Copy every record below exactly.

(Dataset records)
Start of Block
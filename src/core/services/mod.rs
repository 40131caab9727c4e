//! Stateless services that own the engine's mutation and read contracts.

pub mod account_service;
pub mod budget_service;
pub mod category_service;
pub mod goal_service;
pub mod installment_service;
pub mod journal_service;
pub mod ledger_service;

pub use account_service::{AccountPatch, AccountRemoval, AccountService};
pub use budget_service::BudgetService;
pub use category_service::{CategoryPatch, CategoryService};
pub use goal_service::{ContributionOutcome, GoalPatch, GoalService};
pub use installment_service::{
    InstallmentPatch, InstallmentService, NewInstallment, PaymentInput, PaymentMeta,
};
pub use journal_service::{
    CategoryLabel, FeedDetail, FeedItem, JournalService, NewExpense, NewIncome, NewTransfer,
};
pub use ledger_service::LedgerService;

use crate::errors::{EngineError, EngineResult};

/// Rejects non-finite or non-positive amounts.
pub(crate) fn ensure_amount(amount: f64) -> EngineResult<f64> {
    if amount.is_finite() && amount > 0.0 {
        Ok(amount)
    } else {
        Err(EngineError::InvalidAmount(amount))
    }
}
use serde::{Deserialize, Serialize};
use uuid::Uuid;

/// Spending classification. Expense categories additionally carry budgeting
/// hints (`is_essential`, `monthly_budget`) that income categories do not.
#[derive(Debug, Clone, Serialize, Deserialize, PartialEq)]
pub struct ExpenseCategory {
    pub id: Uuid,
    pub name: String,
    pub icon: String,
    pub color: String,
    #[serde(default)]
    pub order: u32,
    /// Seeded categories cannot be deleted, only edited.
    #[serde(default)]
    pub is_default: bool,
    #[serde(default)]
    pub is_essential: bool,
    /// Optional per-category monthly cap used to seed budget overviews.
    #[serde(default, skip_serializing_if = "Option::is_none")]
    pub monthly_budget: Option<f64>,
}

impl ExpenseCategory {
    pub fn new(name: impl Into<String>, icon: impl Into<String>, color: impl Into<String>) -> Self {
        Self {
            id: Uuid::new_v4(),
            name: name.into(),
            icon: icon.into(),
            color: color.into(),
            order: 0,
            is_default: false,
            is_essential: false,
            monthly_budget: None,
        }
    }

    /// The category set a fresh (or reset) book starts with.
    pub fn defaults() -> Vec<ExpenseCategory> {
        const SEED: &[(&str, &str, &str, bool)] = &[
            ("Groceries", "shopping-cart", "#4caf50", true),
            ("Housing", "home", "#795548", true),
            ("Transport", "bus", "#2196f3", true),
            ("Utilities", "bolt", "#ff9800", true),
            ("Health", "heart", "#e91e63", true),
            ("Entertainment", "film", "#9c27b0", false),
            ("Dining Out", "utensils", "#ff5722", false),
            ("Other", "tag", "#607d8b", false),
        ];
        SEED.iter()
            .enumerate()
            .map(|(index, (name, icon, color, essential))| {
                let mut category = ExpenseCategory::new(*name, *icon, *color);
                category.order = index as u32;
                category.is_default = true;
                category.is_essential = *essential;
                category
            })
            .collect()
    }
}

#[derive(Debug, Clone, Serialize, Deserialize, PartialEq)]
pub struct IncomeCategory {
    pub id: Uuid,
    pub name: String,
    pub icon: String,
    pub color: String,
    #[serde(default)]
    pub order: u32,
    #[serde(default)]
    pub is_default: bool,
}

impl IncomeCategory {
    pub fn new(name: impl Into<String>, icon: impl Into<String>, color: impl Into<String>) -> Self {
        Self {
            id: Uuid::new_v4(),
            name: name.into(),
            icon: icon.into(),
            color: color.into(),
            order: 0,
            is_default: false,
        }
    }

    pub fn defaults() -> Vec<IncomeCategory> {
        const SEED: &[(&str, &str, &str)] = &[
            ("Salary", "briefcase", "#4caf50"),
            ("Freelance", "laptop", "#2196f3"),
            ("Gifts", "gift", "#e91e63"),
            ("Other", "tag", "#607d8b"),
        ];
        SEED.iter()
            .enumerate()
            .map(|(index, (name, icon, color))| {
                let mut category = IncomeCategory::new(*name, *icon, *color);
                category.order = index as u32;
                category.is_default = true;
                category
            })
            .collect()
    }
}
End of Block
Written response
filename src/core/services/mod.rs
repository 40131caab9727c4e
//! Stateless services that own the engine's mutation and read contracts.

pub mod account_service;
pub mod budget_service;
pub mod category_service;
pub mod goal_service;
pub mod installment_service;
pub mod journal_service;
pub mod ledger_service;

pub use account_service::{AccountPatch, AccountRemoval, AccountService};
pub use budget_service::BudgetService;
pub use category_service::{CategoryPatch, CategoryService};
pub use goal_service::{ContributionOutcome, GoalPatch, GoalService};
pub use installment_service::{
    InstallmentPatch, InstallmentService, NewInstallment, PaymentInput, PaymentMeta,
};
pub use journal_service::{
    CategoryLabel, FeedDetail, FeedItem, JournalService, NewExpense, NewIncome, NewTransfer,
};
pub use ledger_service::LedgerService;

use crate::errors::{EngineError, EngineResult};

/// Rejects non-finite or non-positive amounts.
pub(crate) fn ensure_amount(amount: f64) -> EngineResult<f64> {
    if amount.is_finite() && amount > 0.0 {
        Ok(amount)
    } else {
        Err(EngineError::InvalidAmount(amount))
    }
}
use serde::{Deserialize, Serialize};
use uuid::Uuid;

/// Spending classification. Expense categories additionally carry budgeting
/// hints (`is_essential`, `monthly_budget`) that income categories do not.
#[derive(Debug, Clone, Serialize, Deserialize, PartialEq)]
pub struct ExpenseCategory {
    pub id: Uuid,
    pub name: String,
    pub icon: String,
    pub color: String,
    #[serde(default)]
    pub order: u32,
    /// Seeded categories cannot be deleted, only edited.
    #[serde(default)]
    pub is_default: bool,
    #[serde(default)]
    pub is_essential: bool,
    /// Optional per-category monthly cap used to seed budget overviews.
    #[serde(default, skip_serializing_if = "Option::is_none")]
    pub monthly_budget: Option<f64>,
}

impl ExpenseCategory {
    pub fn new(name: impl Into<String>, icon: impl Into<String>, color: impl Into<String>) -> Self {
        Self {
            id: Uuid::new_v4(),
            name: name.into(),
            icon: icon.into(),
            color: color.into(),
            order: 0,
            is_default: false,
            is_essential: false,
            monthly_budget: None,
        }
    }

    /// The category set a fresh (or reset) book starts with.
    pub fn defaults() -> Vec<ExpenseCategory> {
        const SEED: &[(&str, &str, &str, bool)] = &[
            ("Groceries", "shopping-cart", "#4caf50", true),
            ("Housing", "home", "#795548", true),
            ("Transport", "bus", "#2196f3", true),
            ("Utilities", "bolt", "#ff9800", true),
            ("Health", "heart", "#e91e63", true),
            ("Entertainment", "film", "#9c27b0", false),
            ("Dining Out", "utensils", "#ff5722", false),
            ("Other", "tag", "#607d8b", false),
        ];
        SEED.iter()
            .enumerate()
            .map(|(index, (name, icon, color, essential))| {
                let mut category = ExpenseCategory::new(*name, *icon, *color);
                category.order = index as u32;
                category.is_default = true;
                category.is_essential = *essential;
                category
            })
            .collect()
    }
}

#[derive(Debug, Clone, Serialize, Deserialize, PartialEq)]
pub struct IncomeCategory {
    pub id: Uuid,
    pub name: String,
    pub icon: String,
    pub color: String,
    #[serde(default)]
    pub order: u32,
    #[serde(default)]
    pub is_default: bool,
}

impl IncomeCategory {
    pub fn new(name: impl Into<String>, icon: impl Into<String>, color: impl Into<String>) -> Self {
        Self {
            id: Uuid::new_v4(),
            name: name.into(),
            icon: icon.into(),
            color: color.into(),
            order: 0,
            is_default: false,
        }
    }

    pub fn defaults() -> Vec<IncomeCategory> {
        const SEED: &[(&str, &str, &str)] = &[
            ("Salary", "briefcase", "#4caf50"),
            ("Freelance", "laptop", "#2196f3"),
            ("Gifts", "gift", "#e91e63"),
            ("Other", "tag", "#607d8b"),
        ];
        SEED.iter()
            .enumerate()
            .map(|(index, (name, icon, color))| {
                let mut category = IncomeCategory::new(*name, *icon, *color);
                category.order = index as u32;
                category.is_default = true;
                category
            })
            .collect()
    }
}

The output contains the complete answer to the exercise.